(217f) Interfacing Electrochemical and Biological Processes Enables Efficient Bioproducts Synthesis from CO2 | AIChE

(217f) Interfacing Electrochemical and Biological Processes Enables Efficient Bioproducts Synthesis from CO2

Authors 

Zhang, P. - Presenter, University of Cincinnati
Dai, S., Texas A&M University
Yuan, J., Texas A&M University
Photosynthesis converting carbon dioxide to macromolecules (i.e., nutrients and commodity products) plays a fundamental role in the life circle. Such sustainable approaches could be elevated to the industrial level to manufacture environment-benign, renewable bioproducts from CO2. Integrating electrochemical and biological synthetic pathways can overcome the carbon fixation barrier and convert CO2 to diverse, high-value chemicals.
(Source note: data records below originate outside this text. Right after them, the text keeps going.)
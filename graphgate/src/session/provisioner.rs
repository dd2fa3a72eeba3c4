// Copyright (c) 2024-2025 DeepGraph Inc.
// SPDX-License-Identifier: Apache-2.0
//
//! Session provisioning
//!
//! Builds a session configuration from the routing requirements and the
//! caller identity, then acquires the session from the driver. Acquisition
//! failures are surfaced, never retried here.

use std::sync::Arc;
use tokio::sync::OnceCell;

use super::identity::CallerIdentity;
use crate::driver::{
    BookmarkManager, BookmarkSet, DatabaseDriver, DatabaseSession, EditionCapability,
    SessionConfig,
};
use crate::error::{ProxyError, Result};
use crate::routing::ExecutionRequirements;

/// Acquires correctly scoped sessions from the driver
pub struct SessionProvisioner {
    driver: Arc<dyn DatabaseDriver>,
    edition: Arc<dyn EditionCapability>,
    bookmarks: Arc<dyn BookmarkManager>,
    fetch_size: usize,
    impersonation: OnceCell<bool>,
}

impl SessionProvisioner {
    pub fn new(
        driver: Arc<dyn DatabaseDriver>,
        edition: Arc<dyn EditionCapability>,
        bookmarks: Arc<dyn BookmarkManager>,
        fetch_size: usize,
    ) -> Self {
        Self {
            driver,
            edition,
            bookmarks,
            fetch_size,
            impersonation: OnceCell::new(),
        }
    }

    pub fn bookmarks(&self) -> &Arc<dyn BookmarkManager> {
        &self.bookmarks
    }

    /// Whether the server edition supports impersonation
    ///
    /// Probed once; a failed probe is retried by the next caller.
    pub async fn supports_impersonation(&self) -> Result<bool> {
        self.impersonation
            .get_or_try_init(|| async {
                let supported = self
                    .edition
                    .supports_impersonation()
                    .await
                    .map_err(|source| ProxyError::SessionAcquisition { source })?;
                log::debug!("Server edition supports impersonation: {}", supported);
                Ok::<bool, ProxyError>(supported)
            })
            .await
            .copied()
    }

    /// Session configuration for a statement
    pub fn session_config(
        &self,
        identity: &CallerIdentity,
        requirements: &ExecutionRequirements,
        database: &str,
        impersonation_supported: bool,
    ) -> Result<SessionConfig> {
        let impersonated_user = if impersonation_supported {
            Some(identity.effective_user().to_string())
        } else if let Some(requested) = &identity.impersonated_user {
            return Err(ProxyError::SessionAcquisition {
                source: crate::driver::DriverError::ServiceUnavailable(format!(
                    "cannot impersonate '{}': server edition does not support impersonation",
                    requested
                )),
            });
        } else {
            None
        };

        Ok(SessionConfig::new(database)
            .with_access_mode(requirements.access_mode())
            .with_impersonated_user(impersonated_user)
            .with_bookmarks(self.bookmarks.current())
            .with_fetch_size(self.fetch_size))
    }

    /// Acquire a session for one statement
    pub async fn provision(
        &self,
        identity: &CallerIdentity,
        requirements: &ExecutionRequirements,
        database: &str,
    ) -> Result<ScopedSession> {
        let impersonation_supported = self.supports_impersonation().await?;
        let config = self.session_config(identity, requirements, database, impersonation_supported)?;

        log::debug!(
            "Opening {:?} session on '{}' for '{}'",
            config.default_access_mode,
            config.database,
            identity.username
        );

        let started_from = config.bookmarks.clone();
        let session = self
            .driver
            .open_session(config.clone())
            .await
            .map_err(|source| ProxyError::SessionAcquisition { source })?;

        Ok(ScopedSession::new(session, config, started_from))
    }
}

/// A session released on every exit path
///
/// Call [`ScopedSession::close`] on normal paths. A session dropped while
/// still open, e.g. because its consumer went away, is closed on the current
/// tokio runtime.
pub struct ScopedSession {
    session: Option<Box<dyn DatabaseSession>>,
    config: SessionConfig,
    started_from: BookmarkSet,
}

impl ScopedSession {
    pub fn new(
        session: Box<dyn DatabaseSession>,
        config: SessionConfig,
        started_from: BookmarkSet,
    ) -> Self {
        Self {
            session: Some(session),
            config,
            started_from,
        }
    }

    pub fn config(&self) -> &SessionConfig {
        &self.config
    }

    /// Bookmarks the session was opened with
    pub fn started_from(&self) -> &BookmarkSet {
        &self.started_from
    }

    pub fn is_open(&self) -> bool {
        self.session.is_some()
    }

    /// Bookmarks produced by the session's last unit of work
    pub fn last_bookmarks(&self) -> BookmarkSet {
        self.session
            .as_ref()
            .map(|session| session.last_bookmarks())
            .unwrap_or_default()
    }

    /// The underlying session, if not yet closed
    pub fn session_mut(&mut self) -> Result<&mut (dyn DatabaseSession + 'static)> {
        self.session
            .as_deref_mut()
            .ok_or_else(|| ProxyError::Internal("session already closed".to_string()))
    }

    /// Release the session; closing twice is a no-op
    pub async fn close(&mut self) {
        if let Some(mut session) = self.session.take() {
            if let Err(e) = session.close().await {
                log::warn!("Failed to close session on '{}': {}", self.config.database, e);
            } else {
                log::debug!("Closed session on '{}'", self.config.database);
            }
        }
    }

    /// Take the session out, leaving this guard closed
    pub(crate) fn take(&mut self) -> Option<Box<dyn DatabaseSession>> {
        self.session.take()
    }
}

impl Drop for ScopedSession {
    fn drop(&mut self) {
        if let Some(mut session) = self.session.take() {
            let database = self.config.database.clone();
            match tokio::runtime::Handle::try_current() {
                Ok(handle) => {
                    log::warn!("Session on '{}' dropped while open, closing it", database);
                    handle.spawn(async move {
                        if let Err(e) = session.close().await {
                            log::warn!("Failed to close dropped session on '{}': {}", database, e);
                        }
                    });
                }
                Err(_) => {
                    log::warn!(
                        "Session on '{}' dropped outside a runtime, it cannot be closed",
                        database
                    );
                }
            }
        }
    }
}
By leveraging the high efficiency of chemical catalysis and carbon assimilation design through synthetic biology, we have successfully used CO2 as the sole carbon source to continuously produce bioplastics polyhydroxyalkanoates (PHA) with high yield and significantly yield improved efficiency. The hybrid chem-bio process has innovatively utilized soluble C2 molecules as the key intermediates for energy/electron/mass transfer from chemical catalysis to biological fermentation and presented a four-tier design to integrate the electrochemical CO2 reduction and the microbial conversion. The new integrated process has significantly overcome the individual limitations of chemical catalysis and biological conversion and created novel routes for future diverse biomolecules production from CO2 with improved carbon conversion efficiency.